[Collected data]
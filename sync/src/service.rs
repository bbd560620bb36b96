//! The sync service: composition root of the client runtime.
//!
//! An application builds exactly one [`SyncService`] at startup, hands
//! references to whatever needs to record or observe activities, and calls
//! [`SyncService::dispose`] on shutdown.
//!
//! ```no_run
//! use nestlog_engine::{ActivityFields, ActivityType, SystemClock};
//! use nestlog_sync::{Connectivity, ManualConnectivity, SyncConfig, SyncService};
//! use std::sync::Arc;
//!
//! # async fn run() -> nestlog_sync::Result<()> {
//! let config = SyncConfig::from_env()?;
//! let connectivity = Arc::new(ManualConnectivity::new(Connectivity::Online));
//! let mut service = SyncService::open(config, Arc::new(SystemClock), connectivity)?;
//!
//! let mut events = service.subscribe();
//! service.record_activity(ActivityFields::new("baby-1", ActivityType::Sleep, 1_700_000_000_000))?;
//!
//! while let Ok(event) = events.recv().await {
//!     println!("{}", event.name());
//! }
//! service.dispose().await;
//! # Ok(())
//! # }
//! ```

use crate::batch::{BatchReport, BatchSyncController};
use crate::config::SyncConfig;
use crate::engine::RecordSyncEngine;
use crate::error::{Result, SyncError};
use crate::events::{EventBus, SyncEvent, SyncTrigger};
use crate::monitor::{AppEvent, ConnectivityMonitor, ConnectivityObserver, MonitorHandle, MonitorSettings};
use crate::remote::{HttpRemote, RemoteApi};
use crate::store::SharedStore;
use nestlog_engine::{
    ActivityFields, ActivityRecord, Clock, FileBackend, LocalStore, MemoryBackend, RecordId,
};
use std::sync::Arc;
use tokio::sync::broadcast;
use tokio::task::JoinHandle;
use tracing::{debug, info, warn};

/// Owns the local store, the record sync engine, the batch controller and
/// the connectivity monitor.
pub struct SyncService {
    config: SyncConfig,
    engine: Arc<RecordSyncEngine>,
    controller: Arc<BatchSyncController>,
    monitor: Option<MonitorHandle>,
    worker: Option<JoinHandle<()>>,
}

impl SyncService {
    /// Wire the runtime around an already opened store. Must be called from
    /// within a tokio runtime.
    pub fn init(
        config: SyncConfig,
        store: LocalStore,
        remote: Arc<dyn RemoteApi>,
        clock: Arc<dyn Clock>,
        connectivity: Arc<dyn ConnectivityObserver>,
    ) -> Result<Self> {
        config.validate()?;

        let events = EventBus::new(config.event_capacity);
        let (engine, retries) = RecordSyncEngine::new(
            SharedStore::new(store),
            remote,
            clock,
            events,
            config.retry.clone(),
        );
        engine.set_online(connectivity.current().is_online());
        let worker = engine.spawn_retry_worker(retries);

        let controller = Arc::new(BatchSyncController::new(Arc::clone(&engine), config.clone()));
        let monitor = ConnectivityMonitor::new(
            Arc::clone(&controller),
            connectivity,
            MonitorSettings {
                stabilize_delay: config.stabilize_delay,
                periodic_interval: config.periodic_interval,
            },
        )
        .spawn();

        info!(api = %config.api_base_url, "sync service started");
        Ok(Self {
            config,
            engine,
            controller,
            monitor: Some(monitor),
            worker: Some(worker),
        })
    }

    /// Open the configured store and talk to the configured HTTP remote.
    ///
    /// The snapshot lives in `storage_dir` when set; otherwise the session
    /// is in-memory only.
    pub fn open(
        config: SyncConfig,
        clock: Arc<dyn Clock>,
        connectivity: Arc<dyn ConnectivityObserver>,
    ) -> Result<Self> {
        let now = clock.now();
        let store = match &config.storage_dir {
            Some(dir) => LocalStore::open(FileBackend::new(dir)?, config.storage_key.clone(), now)?,
            None => LocalStore::open(MemoryBackend::new(), config.storage_key.clone(), now)?,
        };

        if let Some(report) = store.migration_report() {
            info!(
                from = report.from_version,
                to = report.to_version,
                migrated = report.migrated,
                dropped = report.dropped.len(),
                repaired = report.repaired.len(),
                "local store migrated"
            );
            for repaired in &report.repaired {
                warn!(id = %repaired.id, repairs = ?repaired.repairs, "legacy record repaired");
            }
            for dropped in &report.dropped {
                warn!(id = ?dropped.id, reason = %dropped.reason, "legacy record dropped");
            }
        }

        let remote = HttpRemote::new(&config.api_base_url, config.request_timeout)?;
        Self::init(config, store, Arc::new(remote), clock, connectivity)
    }

    pub fn config(&self) -> &SyncConfig {
        &self.config
    }

    pub fn engine(&self) -> &Arc<RecordSyncEngine> {
        &self.engine
    }

    fn ensure_active(&self) -> Result<()> {
        if self.worker.is_none() {
            return Err(SyncError::Disposed);
        }
        Ok(())
    }

    // --- Local writes ---

    /// Record a new activity. Succeeds as soon as the local write does; a
    /// sync attempt follows in the background.
    pub fn record_activity(&self, fields: ActivityFields) -> Result<ActivityRecord> {
        self.ensure_active()?;
        let now = self.engine.clock().now();
        let record = self.engine.store().write(|s| s.create(fields, now))?;

        debug!(record_id = %record.id, owner = record.owner(), "activity recorded");
        self.sync_soon(&record.id);
        Ok(record)
    }

    /// Replace an activity's business fields.
    pub fn edit_activity(&self, id: &str, fields: ActivityFields) -> Result<ActivityRecord> {
        self.ensure_active()?;
        let now = self.engine.clock().now();
        let record = self.engine.store().write(|s| s.update(id, fields, now))?;

        debug!(record_id = %record.id, version = record.version, "activity edited");
        self.sync_soon(&record.id);
        Ok(record)
    }

    /// Remove an activity locally, then delete its remote copy.
    ///
    /// Local removal always happens; a failed remote delete is logged only.
    pub async fn remove_activity(&self, id: &str) -> Result<Option<ActivityRecord>> {
        self.ensure_active()?;
        self.engine.reset_attempts(id);
        let Some(removed) = self.engine.store().write(|s| s.delete(id))? else {
            return Ok(None);
        };
        debug!(record_id = %id, "activity removed locally");

        if let Some(server_id) = removed.server_id.as_deref() {
            match self.engine.remote().delete(server_id).await {
                Ok(()) => debug!(record_id = %id, server_id, "remote copy deleted"),
                Err(err) => warn!(record_id = %id, server_id, error = %err, "remote delete failed"),
            }
        }
        Ok(Some(removed))
    }

    fn sync_soon(&self, id: &RecordId) {
        if self.engine.is_online() {
            self.engine.reset_attempts(id);
            self.engine.request_sync(id);
        }
    }

    // --- Reads ---

    pub fn activity(&self, id: &str) -> Option<ActivityRecord> {
        self.engine.store().read(|s| s.get(id).cloned())
    }

    /// Activities in creation order, optionally for one owner.
    pub fn activities(&self, owner: Option<&str>) -> Vec<ActivityRecord> {
        self.engine
            .store()
            .read(|s| s.list_all(owner).into_iter().cloned().collect())
    }

    pub fn pending_count(&self) -> usize {
        self.engine.store().read(|s| s.pending_count())
    }

    // --- Triggers ---

    /// Run a manual batch pass and wait for it. Returns `None` when a pass
    /// was already running.
    pub async fn sync_now(&self) -> Result<Option<BatchReport>> {
        self.ensure_active()?;
        self.controller.run(SyncTrigger::Manual).await
    }

    /// Tell the monitor the app returned to the foreground.
    pub fn notify_foreground(&self) {
        if let Some(monitor) = &self.monitor {
            monitor.notify(AppEvent::Foregrounded);
        }
    }

    /// Subscribe to sync events. Dropping the receiver unsubscribes.
    pub fn subscribe(&self) -> broadcast::Receiver<SyncEvent> {
        self.engine.events().subscribe()
    }

    pub fn events(&self) -> &EventBus {
        self.engine.events()
    }

    /// Stop the monitor, the retry timers and the retry worker. Local data
    /// stays readable; writes and triggers fail with [`SyncError::Disposed`].
    pub async fn dispose(&mut self) {
        if let Some(monitor) = self.monitor.take() {
            monitor.shutdown().await;
        }
        self.engine.cancel_retries();
        self.engine.set_online(false);
        if let Some(worker) = self.worker.take() {
            worker.abort();
        }
        info!("sync service disposed");
    }
}

impl Drop for SyncService {
    fn drop(&mut self) {
        self.engine.cancel_retries();
        if let Some(worker) = self.worker.take() {
            worker.abort();
        }
    }
}

impl std::fmt::Debug for SyncService {
    fn fmt(&self, f: &mut std::fmt::Formatter<'_>) -> std::fmt::Result {
        f.debug_struct("SyncService")
            .field("engine", &self.engine)
            .field("disposed", &self.worker.is_none())
            .finish()
    }
}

- What to produce
Please count how many lines of the records include "ActivityType", giving the number and nothing else.

- Result of this exercise
2